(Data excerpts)
○ ○ ○ ○ ○

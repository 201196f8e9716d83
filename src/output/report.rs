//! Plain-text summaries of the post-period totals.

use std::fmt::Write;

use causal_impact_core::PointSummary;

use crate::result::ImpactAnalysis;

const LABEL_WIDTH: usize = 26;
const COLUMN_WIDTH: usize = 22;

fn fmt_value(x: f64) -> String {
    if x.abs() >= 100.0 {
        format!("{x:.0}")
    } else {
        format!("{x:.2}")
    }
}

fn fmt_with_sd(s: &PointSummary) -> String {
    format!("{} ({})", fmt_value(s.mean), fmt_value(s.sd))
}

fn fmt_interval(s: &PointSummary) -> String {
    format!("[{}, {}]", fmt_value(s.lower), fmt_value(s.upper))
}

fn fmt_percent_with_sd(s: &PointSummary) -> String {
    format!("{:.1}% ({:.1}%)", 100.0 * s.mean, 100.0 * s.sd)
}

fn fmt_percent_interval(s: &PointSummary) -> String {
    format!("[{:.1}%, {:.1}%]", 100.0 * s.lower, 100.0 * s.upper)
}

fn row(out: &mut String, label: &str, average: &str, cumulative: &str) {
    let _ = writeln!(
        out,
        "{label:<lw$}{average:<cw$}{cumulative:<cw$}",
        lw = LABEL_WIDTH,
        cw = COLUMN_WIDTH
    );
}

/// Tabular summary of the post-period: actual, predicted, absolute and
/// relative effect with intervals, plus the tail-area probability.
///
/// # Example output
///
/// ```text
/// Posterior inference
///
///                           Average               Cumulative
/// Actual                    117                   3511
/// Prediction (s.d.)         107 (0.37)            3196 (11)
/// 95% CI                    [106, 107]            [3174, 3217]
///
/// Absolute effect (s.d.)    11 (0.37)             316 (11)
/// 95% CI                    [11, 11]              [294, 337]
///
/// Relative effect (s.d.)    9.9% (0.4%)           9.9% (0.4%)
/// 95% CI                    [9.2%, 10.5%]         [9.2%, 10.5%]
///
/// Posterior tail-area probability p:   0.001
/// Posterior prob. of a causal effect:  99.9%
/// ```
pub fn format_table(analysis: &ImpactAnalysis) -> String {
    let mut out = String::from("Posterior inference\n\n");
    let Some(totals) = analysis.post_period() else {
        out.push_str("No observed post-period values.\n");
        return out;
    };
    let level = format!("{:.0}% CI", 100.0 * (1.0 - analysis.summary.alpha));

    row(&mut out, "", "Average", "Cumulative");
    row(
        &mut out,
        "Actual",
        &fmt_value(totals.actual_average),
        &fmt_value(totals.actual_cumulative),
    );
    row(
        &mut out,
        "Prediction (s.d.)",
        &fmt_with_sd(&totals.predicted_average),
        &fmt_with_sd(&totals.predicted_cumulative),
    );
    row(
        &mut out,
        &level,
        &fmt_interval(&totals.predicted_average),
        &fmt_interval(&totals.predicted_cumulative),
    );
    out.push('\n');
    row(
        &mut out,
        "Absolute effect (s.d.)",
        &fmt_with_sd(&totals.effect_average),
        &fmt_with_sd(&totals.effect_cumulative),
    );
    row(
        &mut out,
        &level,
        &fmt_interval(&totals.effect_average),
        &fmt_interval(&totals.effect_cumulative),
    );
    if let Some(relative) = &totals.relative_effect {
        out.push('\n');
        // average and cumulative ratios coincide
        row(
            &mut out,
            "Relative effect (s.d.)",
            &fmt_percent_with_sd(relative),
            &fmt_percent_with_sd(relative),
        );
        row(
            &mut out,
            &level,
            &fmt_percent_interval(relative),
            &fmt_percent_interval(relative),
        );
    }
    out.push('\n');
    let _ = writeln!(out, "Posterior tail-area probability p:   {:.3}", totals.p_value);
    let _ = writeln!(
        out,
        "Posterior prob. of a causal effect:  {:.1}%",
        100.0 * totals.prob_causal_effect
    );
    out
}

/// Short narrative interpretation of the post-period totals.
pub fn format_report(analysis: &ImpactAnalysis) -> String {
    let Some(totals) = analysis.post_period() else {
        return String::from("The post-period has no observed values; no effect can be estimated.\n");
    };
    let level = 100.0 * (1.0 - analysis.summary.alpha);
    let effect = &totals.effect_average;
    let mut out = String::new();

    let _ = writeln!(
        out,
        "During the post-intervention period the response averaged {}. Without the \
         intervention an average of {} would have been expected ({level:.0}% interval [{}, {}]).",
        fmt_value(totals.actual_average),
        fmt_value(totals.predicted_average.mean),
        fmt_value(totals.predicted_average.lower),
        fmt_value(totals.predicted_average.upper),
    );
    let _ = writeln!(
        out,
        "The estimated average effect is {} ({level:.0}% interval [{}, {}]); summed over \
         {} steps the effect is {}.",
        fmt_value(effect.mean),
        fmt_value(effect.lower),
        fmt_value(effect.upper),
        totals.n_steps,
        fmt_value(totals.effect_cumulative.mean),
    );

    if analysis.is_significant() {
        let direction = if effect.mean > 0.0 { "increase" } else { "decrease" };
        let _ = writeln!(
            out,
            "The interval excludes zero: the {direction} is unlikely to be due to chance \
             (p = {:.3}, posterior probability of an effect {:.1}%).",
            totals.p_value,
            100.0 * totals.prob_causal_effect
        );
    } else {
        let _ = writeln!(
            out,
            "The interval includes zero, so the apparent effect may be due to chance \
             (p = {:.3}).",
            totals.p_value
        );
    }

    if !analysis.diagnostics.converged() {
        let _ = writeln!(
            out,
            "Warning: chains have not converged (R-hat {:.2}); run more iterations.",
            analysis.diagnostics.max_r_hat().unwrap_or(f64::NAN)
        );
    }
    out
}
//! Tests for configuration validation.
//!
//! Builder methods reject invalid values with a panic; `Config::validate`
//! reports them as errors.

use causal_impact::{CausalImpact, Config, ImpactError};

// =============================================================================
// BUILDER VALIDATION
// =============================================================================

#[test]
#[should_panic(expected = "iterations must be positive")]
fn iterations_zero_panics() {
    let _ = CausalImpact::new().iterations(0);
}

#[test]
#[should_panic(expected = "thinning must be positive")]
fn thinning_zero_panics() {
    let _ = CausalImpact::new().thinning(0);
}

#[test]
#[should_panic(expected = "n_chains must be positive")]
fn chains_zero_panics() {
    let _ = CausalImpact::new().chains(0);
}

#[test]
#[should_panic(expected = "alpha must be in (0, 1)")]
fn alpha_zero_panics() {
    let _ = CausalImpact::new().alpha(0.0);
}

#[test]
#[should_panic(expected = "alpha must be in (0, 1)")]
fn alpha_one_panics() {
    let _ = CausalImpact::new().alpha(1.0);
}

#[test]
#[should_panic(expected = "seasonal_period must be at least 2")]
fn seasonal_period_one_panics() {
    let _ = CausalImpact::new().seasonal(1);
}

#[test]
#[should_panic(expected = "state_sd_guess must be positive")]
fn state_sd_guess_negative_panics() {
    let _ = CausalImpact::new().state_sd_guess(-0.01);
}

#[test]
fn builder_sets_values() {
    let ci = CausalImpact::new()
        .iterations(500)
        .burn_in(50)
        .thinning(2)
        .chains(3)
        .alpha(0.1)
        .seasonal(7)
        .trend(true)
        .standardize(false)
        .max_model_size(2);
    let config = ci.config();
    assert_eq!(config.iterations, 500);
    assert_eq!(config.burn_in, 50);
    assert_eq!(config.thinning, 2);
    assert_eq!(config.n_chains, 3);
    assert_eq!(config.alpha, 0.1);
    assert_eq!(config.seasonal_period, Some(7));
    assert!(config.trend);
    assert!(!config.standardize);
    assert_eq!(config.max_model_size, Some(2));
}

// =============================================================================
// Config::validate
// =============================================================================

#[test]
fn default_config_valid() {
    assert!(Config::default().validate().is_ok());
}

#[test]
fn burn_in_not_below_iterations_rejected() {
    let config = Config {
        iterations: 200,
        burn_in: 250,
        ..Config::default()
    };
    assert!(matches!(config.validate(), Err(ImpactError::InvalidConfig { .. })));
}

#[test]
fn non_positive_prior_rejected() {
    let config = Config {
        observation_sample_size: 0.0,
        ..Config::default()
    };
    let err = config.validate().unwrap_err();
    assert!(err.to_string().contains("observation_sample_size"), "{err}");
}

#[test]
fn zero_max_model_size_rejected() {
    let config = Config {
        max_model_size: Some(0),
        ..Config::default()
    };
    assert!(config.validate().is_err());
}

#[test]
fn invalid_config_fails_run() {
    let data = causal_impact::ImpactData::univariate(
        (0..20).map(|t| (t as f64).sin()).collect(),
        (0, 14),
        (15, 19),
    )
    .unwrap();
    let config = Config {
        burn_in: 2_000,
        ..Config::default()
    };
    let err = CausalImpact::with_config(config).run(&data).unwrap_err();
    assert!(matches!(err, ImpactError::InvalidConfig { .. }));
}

○ ○ ○ ○ ○

EXERCISE PROMPT: Report each line in the entries where the string "InvalidConfig" occurs.

YOUR SOLUTION:
    assert!(matches!(config.validate(), Err(ImpactError::InvalidConfig { .. })));
    assert!(matches!(err, ImpactError::InvalidConfig { .. }));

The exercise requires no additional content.